— Data in this exercise —
━━━━━━━━━━━━━━━━━━━━
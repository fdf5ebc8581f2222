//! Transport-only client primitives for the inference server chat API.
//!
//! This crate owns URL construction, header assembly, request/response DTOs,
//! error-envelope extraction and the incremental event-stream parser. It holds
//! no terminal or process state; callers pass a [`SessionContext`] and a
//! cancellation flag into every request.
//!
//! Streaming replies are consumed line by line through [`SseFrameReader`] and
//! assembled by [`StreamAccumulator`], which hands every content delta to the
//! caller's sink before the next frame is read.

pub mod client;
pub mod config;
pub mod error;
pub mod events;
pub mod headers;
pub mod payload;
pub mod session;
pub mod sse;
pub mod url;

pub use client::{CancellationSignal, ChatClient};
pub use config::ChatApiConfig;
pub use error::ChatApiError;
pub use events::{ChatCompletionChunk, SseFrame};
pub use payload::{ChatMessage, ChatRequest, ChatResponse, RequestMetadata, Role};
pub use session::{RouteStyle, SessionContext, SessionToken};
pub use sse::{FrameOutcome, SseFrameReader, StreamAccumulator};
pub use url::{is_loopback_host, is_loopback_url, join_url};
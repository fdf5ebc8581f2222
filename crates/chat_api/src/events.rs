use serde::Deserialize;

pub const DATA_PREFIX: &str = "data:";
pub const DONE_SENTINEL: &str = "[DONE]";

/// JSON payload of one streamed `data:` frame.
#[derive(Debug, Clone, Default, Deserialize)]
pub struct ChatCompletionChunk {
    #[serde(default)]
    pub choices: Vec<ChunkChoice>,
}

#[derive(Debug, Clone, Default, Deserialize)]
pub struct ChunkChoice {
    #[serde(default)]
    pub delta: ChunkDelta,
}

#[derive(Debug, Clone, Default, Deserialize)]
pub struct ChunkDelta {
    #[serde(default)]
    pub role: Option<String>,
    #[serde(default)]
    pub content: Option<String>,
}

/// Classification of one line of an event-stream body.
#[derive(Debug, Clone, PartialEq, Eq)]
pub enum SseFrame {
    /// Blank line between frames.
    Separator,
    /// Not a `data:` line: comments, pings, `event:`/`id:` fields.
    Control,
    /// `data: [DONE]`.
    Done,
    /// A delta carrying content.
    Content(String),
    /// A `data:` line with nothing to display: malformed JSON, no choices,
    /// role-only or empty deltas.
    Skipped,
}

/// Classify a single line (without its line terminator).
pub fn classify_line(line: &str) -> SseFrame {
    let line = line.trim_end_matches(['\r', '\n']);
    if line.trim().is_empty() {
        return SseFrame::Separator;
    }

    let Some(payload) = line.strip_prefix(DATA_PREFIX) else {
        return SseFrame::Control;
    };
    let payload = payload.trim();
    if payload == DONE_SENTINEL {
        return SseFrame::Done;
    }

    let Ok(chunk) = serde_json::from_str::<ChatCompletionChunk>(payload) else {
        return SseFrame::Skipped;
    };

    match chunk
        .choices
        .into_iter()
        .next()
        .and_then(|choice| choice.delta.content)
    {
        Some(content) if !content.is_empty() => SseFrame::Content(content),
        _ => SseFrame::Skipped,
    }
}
━━━━━━━━━━━━━━━━━━━━
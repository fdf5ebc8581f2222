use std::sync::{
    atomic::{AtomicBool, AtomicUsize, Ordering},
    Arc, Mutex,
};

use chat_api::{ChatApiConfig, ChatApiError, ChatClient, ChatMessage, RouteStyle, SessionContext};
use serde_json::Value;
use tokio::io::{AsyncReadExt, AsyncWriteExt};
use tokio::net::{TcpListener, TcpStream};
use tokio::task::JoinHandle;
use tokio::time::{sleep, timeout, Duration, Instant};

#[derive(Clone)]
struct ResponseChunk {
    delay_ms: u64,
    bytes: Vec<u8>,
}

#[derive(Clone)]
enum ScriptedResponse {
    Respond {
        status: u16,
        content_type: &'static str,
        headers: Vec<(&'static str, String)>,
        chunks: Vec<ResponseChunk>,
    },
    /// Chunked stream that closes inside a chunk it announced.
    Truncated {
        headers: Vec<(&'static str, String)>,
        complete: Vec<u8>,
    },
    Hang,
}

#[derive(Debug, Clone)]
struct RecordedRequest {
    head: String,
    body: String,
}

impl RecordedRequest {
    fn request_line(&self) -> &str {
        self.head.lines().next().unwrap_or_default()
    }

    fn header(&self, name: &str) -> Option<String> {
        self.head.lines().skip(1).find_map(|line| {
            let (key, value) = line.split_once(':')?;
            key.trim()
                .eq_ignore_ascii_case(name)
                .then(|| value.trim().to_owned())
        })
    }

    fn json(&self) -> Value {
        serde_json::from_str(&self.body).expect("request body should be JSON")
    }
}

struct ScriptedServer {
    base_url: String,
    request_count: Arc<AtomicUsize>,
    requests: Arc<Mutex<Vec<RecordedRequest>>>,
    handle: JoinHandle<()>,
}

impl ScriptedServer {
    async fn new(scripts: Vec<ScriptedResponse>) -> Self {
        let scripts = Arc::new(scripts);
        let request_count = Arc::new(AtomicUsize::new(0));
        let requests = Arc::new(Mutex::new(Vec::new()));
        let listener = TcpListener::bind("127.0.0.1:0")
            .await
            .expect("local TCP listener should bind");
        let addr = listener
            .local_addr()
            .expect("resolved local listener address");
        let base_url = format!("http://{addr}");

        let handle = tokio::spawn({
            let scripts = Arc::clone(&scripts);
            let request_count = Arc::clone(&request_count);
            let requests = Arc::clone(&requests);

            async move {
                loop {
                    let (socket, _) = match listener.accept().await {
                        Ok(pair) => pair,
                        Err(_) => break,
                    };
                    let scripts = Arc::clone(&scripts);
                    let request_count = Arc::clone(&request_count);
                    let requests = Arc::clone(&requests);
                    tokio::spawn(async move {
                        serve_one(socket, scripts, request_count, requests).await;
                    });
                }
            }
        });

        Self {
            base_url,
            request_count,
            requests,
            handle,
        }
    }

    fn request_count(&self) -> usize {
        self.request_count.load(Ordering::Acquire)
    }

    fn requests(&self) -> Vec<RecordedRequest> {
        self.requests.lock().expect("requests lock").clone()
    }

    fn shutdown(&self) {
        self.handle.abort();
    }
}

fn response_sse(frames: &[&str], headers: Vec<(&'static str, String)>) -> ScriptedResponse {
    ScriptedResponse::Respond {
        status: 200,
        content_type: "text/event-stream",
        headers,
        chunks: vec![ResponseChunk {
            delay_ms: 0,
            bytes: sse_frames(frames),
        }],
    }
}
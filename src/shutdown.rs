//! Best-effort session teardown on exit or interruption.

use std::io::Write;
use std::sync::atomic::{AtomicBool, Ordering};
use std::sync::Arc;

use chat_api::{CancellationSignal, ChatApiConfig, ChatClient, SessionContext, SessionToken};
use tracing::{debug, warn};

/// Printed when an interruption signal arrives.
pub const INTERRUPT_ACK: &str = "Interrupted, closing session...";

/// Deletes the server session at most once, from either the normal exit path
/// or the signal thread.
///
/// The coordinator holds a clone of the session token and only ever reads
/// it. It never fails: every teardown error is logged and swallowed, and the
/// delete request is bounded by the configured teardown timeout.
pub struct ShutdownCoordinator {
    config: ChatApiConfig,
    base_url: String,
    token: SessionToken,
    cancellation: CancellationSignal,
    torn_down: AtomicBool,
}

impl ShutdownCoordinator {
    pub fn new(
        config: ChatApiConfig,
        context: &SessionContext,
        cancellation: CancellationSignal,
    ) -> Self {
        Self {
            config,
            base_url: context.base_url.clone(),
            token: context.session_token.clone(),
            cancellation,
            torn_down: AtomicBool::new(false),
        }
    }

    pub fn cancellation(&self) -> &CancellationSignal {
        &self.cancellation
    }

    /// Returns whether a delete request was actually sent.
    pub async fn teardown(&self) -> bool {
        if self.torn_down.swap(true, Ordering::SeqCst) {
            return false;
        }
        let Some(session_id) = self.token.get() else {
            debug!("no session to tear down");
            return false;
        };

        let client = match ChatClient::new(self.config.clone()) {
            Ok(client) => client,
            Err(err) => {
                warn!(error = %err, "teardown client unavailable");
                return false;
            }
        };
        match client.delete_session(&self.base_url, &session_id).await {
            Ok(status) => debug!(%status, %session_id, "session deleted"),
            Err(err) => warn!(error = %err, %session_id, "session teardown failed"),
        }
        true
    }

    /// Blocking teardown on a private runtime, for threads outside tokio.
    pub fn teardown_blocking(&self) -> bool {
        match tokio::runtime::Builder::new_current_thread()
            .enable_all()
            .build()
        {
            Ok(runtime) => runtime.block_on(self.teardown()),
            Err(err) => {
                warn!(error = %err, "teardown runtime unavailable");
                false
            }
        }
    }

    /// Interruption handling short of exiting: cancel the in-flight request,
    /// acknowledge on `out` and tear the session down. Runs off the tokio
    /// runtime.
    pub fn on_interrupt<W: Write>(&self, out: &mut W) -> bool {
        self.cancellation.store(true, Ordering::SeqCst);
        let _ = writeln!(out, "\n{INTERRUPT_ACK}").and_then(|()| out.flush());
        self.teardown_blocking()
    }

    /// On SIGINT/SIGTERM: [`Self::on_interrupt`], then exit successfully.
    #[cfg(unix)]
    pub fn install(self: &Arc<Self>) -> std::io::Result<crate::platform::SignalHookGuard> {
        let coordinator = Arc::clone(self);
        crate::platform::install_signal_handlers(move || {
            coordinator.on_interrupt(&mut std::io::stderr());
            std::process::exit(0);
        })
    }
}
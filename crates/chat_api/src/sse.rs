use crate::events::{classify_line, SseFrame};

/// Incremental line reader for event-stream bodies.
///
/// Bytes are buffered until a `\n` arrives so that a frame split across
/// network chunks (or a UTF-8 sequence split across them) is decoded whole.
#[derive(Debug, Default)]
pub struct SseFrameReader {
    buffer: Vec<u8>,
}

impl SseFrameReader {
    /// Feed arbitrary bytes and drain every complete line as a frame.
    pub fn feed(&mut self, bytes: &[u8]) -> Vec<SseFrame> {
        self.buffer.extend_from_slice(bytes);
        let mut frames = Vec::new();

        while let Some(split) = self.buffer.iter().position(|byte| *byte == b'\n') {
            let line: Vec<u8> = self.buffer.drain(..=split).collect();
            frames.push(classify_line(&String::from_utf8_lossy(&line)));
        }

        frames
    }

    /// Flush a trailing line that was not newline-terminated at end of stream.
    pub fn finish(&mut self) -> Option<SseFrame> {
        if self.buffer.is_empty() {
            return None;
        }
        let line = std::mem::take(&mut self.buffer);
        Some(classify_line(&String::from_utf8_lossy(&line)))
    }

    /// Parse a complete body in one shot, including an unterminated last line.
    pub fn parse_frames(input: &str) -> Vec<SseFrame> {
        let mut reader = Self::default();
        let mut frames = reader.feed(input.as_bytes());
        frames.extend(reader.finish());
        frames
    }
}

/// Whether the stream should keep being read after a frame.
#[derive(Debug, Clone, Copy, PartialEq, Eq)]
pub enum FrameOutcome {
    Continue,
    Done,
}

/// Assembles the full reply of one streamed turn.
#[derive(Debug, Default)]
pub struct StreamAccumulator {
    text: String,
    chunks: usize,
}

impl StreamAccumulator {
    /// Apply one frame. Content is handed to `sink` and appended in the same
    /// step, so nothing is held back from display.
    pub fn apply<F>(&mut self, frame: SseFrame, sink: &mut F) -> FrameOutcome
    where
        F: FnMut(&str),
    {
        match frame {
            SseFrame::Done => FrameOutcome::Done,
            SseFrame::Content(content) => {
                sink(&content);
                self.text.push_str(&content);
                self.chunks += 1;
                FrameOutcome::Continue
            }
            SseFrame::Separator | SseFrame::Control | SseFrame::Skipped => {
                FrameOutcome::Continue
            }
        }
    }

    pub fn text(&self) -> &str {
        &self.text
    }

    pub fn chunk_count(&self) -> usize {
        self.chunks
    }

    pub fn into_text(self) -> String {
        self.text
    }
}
━━━━━━━━━━━━━━━━━━━━
— Work required —
From the material above, retype precisely the lines between the line holding "is decoded whole." and the line holding "return None;", inclusive, and nothing beyond them.

— Answer area —
/// network chunks (or a UTF-8 sequence split across them) is decoded whole.
#[derive(Debug, Default)]
pub struct SseFrameReader {
    buffer: Vec<u8>,
}

impl SseFrameReader {
    /// Feed arbitrary bytes and drain every complete line as a frame.
    pub fn feed(&mut self, bytes: &[u8]) -> Vec<SseFrame> {
        self.buffer.extend_from_slice(bytes);
        let mut frames = Vec::new();

        while let Some(split) = self.buffer.iter().position(|byte| *byte == b'\n') {
            let line: Vec<u8> = self.buffer.drain(..=split).collect();
            frames.push(classify_line(&String::from_utf8_lossy(&line)));
        }

        frames
    }

    /// Flush a trailing line that was not newline-terminated at end of stream.
    pub fn finish(&mut self) -> Option<SseFrame> {
        if self.buffer.is_empty() {
            return None;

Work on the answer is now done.